[WHAT IS NEEDED] Only lines containing the string "level" belong in the answer; find them in the records and copy them.

[INFORMATION SHOWN]
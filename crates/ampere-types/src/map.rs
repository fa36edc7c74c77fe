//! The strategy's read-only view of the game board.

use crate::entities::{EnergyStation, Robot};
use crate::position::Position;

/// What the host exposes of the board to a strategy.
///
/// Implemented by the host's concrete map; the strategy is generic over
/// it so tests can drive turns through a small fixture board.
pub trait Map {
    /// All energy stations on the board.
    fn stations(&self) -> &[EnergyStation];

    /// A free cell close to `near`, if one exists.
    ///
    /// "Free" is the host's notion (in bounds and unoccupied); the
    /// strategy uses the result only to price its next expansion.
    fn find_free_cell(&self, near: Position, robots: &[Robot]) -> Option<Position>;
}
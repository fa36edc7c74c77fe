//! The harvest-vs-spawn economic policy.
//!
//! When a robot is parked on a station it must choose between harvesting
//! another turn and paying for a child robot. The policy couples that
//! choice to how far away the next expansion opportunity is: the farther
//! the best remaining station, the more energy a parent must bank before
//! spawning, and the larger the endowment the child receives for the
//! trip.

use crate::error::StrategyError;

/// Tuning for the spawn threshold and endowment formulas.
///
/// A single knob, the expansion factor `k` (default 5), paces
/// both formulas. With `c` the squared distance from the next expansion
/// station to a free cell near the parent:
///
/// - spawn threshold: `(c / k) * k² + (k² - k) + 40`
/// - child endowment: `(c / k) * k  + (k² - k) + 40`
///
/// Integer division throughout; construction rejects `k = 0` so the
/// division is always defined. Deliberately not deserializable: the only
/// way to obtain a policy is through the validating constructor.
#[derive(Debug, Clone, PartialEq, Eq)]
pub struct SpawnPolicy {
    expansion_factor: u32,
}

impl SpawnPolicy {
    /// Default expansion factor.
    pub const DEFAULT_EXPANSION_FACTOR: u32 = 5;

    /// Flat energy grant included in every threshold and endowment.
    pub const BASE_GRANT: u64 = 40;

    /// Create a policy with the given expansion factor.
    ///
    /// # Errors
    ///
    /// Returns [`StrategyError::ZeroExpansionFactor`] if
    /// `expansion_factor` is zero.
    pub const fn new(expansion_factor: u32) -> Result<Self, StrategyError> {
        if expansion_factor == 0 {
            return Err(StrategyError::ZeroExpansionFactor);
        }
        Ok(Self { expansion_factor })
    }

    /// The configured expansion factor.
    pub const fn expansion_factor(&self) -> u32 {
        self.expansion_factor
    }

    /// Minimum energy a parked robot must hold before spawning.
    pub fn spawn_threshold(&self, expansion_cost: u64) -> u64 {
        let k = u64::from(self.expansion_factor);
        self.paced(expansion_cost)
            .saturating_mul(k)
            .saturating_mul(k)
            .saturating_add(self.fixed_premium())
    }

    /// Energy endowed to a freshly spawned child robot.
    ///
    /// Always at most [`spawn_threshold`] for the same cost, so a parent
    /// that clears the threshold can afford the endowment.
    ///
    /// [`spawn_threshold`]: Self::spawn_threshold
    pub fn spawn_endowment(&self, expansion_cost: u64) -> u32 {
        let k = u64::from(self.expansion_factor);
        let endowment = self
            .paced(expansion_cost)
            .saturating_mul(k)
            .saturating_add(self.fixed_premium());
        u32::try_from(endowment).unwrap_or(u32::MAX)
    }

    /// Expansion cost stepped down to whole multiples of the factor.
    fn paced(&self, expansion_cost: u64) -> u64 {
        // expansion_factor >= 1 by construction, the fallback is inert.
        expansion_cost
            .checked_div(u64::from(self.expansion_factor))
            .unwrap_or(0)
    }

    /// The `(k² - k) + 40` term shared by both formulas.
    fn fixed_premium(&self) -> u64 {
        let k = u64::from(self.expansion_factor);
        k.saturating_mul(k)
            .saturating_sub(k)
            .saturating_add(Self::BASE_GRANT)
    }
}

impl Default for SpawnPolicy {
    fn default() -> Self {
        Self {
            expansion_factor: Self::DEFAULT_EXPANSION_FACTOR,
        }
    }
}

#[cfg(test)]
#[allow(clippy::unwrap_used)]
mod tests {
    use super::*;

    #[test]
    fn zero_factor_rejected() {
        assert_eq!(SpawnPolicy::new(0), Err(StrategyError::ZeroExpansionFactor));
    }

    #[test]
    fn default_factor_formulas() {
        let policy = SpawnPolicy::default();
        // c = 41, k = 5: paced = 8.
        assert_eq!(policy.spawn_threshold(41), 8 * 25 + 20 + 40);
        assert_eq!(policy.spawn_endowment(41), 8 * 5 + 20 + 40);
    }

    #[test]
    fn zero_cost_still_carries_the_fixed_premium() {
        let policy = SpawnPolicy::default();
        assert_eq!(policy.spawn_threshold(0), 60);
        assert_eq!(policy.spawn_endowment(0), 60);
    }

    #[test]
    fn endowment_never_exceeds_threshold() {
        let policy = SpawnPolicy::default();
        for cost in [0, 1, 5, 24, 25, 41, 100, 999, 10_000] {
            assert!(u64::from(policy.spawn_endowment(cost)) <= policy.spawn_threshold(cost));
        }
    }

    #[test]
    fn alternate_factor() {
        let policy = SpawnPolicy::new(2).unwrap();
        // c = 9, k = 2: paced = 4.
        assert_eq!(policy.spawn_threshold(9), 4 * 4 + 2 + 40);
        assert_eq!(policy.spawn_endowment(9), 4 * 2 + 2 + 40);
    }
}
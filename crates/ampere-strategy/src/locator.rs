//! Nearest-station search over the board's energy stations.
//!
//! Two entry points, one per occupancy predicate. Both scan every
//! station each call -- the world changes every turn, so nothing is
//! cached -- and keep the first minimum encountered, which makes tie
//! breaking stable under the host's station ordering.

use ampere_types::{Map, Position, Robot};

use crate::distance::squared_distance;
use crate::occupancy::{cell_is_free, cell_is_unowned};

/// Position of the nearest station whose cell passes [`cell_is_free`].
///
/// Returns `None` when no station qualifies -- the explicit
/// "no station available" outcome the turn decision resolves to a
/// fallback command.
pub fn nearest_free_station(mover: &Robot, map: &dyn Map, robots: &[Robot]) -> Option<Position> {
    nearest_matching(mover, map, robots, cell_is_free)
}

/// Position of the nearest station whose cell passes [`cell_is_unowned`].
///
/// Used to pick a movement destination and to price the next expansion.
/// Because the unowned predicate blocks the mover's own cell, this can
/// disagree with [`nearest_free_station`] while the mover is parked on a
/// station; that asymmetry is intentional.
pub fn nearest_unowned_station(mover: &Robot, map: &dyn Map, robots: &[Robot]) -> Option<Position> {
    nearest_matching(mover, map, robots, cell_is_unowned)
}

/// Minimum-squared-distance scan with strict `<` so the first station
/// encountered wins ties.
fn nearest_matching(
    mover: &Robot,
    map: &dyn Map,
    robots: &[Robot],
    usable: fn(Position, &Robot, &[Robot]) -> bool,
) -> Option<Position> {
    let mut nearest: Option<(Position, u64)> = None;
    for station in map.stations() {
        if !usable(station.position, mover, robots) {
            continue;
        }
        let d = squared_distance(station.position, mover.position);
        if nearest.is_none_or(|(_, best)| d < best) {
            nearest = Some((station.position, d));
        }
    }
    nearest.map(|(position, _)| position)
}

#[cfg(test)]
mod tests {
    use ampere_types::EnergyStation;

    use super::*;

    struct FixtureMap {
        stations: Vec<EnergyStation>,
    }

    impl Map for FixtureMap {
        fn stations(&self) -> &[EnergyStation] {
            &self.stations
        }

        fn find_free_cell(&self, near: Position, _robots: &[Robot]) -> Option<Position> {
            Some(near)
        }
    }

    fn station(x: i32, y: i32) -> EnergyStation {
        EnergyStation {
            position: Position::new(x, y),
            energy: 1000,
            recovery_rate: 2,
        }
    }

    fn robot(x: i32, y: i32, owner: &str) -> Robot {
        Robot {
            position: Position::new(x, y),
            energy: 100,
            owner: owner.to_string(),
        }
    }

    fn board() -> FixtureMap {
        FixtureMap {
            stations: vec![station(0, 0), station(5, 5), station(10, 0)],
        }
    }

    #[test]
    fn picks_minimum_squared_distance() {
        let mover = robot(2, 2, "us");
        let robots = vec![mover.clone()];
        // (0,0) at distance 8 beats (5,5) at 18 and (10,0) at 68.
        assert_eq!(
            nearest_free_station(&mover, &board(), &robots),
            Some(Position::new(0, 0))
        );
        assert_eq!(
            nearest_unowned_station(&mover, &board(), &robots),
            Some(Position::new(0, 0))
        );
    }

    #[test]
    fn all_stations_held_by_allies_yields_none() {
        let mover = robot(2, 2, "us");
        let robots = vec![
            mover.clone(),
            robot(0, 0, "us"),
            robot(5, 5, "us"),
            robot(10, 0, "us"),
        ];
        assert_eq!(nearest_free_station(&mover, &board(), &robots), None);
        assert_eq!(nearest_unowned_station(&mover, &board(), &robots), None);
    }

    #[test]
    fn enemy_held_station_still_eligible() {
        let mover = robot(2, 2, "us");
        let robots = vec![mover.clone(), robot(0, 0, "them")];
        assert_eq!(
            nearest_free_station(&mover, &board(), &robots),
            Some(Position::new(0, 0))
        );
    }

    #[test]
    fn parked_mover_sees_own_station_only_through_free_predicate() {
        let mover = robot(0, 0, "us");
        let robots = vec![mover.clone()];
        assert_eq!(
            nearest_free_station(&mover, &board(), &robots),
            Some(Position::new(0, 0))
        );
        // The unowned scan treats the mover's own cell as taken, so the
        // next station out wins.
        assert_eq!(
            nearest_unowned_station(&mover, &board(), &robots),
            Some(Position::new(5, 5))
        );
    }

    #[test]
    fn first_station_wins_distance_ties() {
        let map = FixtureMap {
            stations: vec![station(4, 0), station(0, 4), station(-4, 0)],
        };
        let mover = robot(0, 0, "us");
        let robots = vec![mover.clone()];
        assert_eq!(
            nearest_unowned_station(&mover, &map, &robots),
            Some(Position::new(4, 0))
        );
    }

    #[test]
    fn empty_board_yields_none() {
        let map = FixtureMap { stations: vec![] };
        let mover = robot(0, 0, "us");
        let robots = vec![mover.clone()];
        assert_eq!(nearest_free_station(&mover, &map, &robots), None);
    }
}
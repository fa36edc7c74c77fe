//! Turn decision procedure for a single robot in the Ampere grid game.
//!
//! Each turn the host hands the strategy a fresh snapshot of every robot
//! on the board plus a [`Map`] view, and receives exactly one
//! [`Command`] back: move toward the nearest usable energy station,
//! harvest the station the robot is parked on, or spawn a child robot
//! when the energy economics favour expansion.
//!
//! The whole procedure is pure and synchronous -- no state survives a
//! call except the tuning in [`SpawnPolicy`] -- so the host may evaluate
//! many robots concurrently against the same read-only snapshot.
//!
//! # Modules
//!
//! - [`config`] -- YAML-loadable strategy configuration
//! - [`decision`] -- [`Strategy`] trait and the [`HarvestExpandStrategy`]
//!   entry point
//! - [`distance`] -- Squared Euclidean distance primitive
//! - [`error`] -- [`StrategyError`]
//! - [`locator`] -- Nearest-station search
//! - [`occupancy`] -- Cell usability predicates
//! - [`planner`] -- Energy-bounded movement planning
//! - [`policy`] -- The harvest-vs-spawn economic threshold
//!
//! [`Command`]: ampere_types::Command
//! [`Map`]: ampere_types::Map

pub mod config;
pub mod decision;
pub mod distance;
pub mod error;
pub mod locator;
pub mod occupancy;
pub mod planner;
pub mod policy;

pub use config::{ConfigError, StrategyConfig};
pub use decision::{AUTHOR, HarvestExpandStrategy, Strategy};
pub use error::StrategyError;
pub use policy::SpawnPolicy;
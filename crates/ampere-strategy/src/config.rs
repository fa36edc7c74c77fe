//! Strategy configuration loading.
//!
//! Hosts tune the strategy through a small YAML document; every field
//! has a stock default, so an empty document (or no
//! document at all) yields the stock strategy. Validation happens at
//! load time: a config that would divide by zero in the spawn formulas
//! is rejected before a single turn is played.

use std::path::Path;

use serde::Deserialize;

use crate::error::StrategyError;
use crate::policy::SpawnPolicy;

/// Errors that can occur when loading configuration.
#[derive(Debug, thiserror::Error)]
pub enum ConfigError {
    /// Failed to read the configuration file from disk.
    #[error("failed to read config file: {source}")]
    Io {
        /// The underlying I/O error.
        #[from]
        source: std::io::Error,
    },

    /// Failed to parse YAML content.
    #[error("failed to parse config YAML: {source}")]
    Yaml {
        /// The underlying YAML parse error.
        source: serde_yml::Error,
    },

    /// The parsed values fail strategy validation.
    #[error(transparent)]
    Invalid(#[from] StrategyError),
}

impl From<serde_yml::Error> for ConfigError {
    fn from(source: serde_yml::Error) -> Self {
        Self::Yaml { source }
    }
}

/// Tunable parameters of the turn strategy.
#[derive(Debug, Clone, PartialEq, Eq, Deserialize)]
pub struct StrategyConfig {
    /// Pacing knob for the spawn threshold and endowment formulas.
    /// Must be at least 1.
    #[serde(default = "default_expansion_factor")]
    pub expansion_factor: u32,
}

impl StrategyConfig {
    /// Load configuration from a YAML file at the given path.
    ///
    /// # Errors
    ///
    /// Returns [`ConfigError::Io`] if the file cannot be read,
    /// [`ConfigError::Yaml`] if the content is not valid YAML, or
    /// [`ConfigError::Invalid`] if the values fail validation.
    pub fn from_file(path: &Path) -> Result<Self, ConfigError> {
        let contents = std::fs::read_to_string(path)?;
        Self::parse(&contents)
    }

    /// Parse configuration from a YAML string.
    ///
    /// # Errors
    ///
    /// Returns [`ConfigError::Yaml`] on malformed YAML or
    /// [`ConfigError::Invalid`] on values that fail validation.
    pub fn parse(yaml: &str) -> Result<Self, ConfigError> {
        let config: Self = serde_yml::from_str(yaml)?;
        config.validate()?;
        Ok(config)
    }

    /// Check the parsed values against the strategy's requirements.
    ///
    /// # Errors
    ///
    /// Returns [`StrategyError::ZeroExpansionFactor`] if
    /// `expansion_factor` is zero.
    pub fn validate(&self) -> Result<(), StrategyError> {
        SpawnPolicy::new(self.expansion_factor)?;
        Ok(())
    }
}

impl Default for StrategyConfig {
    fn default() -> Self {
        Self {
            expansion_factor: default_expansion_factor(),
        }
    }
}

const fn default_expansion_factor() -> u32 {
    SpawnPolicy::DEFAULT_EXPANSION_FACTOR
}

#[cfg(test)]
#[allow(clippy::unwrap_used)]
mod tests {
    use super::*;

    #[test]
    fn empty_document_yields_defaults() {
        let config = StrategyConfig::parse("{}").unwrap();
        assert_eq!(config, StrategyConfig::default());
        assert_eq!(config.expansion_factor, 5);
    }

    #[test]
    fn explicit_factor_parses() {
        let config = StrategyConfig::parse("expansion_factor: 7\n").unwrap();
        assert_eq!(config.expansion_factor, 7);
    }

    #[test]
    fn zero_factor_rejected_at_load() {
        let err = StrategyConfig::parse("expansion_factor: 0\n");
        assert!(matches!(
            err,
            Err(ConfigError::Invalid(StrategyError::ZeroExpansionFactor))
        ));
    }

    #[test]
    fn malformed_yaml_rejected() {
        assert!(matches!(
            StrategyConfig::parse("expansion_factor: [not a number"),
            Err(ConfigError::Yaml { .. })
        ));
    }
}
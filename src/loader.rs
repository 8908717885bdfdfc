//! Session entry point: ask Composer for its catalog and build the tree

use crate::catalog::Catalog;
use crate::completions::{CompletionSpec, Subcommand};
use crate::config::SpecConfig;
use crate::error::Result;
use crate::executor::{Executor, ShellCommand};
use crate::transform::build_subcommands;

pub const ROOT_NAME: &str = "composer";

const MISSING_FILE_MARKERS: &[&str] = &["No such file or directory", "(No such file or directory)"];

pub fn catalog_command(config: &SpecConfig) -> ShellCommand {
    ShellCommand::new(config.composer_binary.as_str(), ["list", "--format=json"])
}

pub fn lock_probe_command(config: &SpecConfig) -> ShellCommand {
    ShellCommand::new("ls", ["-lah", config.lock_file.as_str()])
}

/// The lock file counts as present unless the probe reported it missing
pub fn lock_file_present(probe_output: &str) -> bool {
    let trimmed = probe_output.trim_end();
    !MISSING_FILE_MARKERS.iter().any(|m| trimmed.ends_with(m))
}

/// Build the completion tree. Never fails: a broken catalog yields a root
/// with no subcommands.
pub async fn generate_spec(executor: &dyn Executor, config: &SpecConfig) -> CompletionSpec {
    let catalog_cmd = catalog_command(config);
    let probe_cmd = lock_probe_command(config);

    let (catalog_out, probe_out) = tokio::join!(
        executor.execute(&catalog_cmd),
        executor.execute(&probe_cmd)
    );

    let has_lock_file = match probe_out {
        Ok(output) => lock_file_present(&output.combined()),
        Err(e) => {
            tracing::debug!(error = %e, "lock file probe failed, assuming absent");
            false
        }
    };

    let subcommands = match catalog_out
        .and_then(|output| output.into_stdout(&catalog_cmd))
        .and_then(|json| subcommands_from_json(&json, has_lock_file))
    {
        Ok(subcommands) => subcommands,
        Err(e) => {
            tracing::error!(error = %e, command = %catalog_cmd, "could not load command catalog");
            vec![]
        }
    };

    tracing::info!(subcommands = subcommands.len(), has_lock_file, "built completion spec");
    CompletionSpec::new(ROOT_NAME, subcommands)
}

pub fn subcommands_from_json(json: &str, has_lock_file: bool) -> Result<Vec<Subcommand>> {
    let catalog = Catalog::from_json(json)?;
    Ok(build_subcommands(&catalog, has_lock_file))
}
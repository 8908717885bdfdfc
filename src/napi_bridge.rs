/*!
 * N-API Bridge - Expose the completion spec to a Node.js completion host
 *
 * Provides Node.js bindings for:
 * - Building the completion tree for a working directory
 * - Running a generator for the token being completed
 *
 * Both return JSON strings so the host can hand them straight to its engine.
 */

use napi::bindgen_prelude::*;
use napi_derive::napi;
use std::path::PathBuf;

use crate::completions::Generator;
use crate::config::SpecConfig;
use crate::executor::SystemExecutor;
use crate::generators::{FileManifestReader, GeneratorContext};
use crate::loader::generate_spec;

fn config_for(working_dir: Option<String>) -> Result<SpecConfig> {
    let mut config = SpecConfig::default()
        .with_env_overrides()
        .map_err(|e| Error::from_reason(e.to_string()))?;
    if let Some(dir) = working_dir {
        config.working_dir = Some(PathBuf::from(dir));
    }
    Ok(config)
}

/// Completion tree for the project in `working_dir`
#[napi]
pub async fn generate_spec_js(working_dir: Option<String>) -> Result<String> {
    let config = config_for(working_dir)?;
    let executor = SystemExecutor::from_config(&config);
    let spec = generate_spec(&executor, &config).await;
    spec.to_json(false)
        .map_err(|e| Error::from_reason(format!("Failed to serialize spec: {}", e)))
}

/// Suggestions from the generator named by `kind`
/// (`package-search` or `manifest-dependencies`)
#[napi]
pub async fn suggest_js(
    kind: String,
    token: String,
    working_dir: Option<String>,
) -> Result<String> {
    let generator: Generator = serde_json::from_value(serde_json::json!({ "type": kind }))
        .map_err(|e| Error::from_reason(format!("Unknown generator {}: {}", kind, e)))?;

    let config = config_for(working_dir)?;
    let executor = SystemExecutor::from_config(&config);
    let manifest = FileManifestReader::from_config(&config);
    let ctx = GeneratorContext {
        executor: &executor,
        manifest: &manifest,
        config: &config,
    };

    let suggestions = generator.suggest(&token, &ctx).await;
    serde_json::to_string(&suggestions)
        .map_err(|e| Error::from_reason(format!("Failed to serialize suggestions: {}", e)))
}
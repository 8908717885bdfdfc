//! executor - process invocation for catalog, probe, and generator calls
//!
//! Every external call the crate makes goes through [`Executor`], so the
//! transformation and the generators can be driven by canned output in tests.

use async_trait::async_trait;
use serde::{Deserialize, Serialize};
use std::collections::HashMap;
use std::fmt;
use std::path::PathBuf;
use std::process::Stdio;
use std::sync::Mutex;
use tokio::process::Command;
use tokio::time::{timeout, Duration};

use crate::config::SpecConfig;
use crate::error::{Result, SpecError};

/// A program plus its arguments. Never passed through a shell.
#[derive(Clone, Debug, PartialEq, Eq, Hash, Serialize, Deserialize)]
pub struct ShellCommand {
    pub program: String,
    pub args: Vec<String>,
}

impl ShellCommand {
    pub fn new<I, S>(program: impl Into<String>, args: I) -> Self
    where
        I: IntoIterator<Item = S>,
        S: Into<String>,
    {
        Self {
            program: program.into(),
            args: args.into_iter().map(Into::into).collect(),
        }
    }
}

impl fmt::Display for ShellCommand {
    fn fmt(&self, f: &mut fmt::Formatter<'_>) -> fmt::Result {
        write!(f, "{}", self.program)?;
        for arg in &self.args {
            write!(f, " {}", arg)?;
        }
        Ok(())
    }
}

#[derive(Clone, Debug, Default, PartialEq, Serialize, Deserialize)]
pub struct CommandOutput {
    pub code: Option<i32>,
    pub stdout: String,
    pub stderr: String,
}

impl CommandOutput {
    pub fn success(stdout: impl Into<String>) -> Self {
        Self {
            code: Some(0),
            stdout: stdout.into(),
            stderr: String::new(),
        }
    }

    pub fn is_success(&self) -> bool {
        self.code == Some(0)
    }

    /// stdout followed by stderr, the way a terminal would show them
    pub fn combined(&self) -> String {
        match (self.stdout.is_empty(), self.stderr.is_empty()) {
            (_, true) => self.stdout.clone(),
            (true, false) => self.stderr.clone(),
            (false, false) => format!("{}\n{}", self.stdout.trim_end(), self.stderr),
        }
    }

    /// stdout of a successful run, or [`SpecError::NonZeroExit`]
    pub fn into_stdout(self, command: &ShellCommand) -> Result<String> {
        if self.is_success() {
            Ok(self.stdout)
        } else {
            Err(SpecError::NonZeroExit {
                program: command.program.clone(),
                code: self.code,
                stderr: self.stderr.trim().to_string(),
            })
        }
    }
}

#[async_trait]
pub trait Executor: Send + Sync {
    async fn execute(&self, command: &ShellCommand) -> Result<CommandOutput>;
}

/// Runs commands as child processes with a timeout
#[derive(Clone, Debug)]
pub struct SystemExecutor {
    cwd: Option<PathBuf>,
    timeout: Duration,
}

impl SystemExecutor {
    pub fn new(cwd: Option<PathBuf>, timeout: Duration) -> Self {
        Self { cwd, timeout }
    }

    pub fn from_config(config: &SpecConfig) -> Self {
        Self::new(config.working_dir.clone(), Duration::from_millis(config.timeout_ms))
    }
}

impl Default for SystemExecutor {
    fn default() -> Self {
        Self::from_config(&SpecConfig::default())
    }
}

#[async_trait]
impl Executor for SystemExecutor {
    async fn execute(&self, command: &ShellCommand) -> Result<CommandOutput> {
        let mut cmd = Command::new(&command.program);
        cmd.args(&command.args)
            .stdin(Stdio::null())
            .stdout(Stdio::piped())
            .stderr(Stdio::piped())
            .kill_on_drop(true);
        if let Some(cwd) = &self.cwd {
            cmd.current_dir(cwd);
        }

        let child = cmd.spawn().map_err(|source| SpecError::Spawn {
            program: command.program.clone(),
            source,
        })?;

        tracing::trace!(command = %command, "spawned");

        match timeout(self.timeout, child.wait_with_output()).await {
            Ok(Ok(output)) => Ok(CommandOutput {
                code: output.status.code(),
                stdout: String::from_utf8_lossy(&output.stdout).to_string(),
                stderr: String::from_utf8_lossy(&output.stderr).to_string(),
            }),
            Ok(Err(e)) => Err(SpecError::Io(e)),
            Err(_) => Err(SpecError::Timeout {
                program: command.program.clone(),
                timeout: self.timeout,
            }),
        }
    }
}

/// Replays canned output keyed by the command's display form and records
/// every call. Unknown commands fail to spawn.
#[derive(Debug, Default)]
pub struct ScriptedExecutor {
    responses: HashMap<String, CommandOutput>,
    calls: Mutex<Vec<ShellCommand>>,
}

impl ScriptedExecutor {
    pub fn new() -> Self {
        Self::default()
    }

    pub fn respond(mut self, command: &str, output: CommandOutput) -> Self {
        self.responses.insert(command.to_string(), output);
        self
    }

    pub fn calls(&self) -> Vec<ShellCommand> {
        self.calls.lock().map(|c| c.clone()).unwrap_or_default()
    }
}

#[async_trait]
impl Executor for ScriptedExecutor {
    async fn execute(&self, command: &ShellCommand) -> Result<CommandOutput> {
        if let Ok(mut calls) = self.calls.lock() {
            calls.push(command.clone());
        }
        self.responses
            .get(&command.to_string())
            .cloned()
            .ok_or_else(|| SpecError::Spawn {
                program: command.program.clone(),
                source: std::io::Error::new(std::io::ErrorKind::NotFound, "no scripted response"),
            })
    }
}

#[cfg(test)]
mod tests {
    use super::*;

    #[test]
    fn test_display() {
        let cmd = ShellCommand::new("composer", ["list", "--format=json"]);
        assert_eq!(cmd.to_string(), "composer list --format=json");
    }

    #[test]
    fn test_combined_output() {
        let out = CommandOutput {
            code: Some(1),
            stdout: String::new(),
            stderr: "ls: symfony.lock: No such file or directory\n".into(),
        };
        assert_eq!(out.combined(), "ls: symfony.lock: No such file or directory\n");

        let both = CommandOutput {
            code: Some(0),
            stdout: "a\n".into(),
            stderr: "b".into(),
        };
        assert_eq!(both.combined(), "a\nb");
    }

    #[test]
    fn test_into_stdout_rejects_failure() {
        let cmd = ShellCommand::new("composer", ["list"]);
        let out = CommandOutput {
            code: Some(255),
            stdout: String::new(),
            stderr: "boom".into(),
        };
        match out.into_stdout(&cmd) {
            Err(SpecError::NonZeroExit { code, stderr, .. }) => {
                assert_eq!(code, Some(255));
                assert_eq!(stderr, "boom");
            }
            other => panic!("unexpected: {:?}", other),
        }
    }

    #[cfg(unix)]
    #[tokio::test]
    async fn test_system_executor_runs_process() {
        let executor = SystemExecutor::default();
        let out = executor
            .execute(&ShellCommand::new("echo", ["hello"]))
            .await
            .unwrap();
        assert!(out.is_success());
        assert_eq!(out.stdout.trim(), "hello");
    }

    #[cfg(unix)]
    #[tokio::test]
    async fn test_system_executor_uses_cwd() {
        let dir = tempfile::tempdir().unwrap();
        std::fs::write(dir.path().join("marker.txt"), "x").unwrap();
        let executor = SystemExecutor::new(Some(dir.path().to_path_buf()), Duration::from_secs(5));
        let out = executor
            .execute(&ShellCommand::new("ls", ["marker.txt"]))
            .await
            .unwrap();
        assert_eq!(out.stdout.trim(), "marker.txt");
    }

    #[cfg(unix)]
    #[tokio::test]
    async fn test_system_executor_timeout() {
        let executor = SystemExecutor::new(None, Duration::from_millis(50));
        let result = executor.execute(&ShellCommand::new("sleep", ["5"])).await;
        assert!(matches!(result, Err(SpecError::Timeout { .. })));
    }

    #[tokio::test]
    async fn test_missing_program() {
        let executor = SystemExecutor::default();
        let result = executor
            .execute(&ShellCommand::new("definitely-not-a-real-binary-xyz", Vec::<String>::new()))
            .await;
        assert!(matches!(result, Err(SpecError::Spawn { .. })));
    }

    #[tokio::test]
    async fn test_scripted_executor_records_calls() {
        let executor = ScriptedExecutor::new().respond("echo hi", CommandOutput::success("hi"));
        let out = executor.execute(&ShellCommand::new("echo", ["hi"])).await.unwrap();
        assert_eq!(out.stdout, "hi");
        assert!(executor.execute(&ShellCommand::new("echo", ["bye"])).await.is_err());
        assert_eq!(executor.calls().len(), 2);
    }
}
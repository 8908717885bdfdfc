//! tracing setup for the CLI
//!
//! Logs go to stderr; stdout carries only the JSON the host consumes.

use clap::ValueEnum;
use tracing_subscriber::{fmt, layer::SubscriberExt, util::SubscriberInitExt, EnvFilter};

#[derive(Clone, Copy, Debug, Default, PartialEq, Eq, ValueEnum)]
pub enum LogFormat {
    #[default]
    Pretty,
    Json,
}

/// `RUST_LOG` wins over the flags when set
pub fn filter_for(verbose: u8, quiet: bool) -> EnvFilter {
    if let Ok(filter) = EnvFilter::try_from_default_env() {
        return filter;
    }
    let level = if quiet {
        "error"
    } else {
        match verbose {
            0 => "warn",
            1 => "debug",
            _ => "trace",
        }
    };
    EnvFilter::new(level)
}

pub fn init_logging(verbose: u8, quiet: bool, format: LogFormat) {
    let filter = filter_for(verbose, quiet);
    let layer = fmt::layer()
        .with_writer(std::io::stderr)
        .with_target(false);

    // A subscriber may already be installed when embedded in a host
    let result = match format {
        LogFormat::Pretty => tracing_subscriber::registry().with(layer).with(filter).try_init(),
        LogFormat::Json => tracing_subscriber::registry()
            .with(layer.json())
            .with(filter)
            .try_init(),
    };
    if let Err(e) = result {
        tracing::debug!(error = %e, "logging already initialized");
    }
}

[EXERCISE OUTPUT]
    let level = if quiet {
    EnvFilter::new(level)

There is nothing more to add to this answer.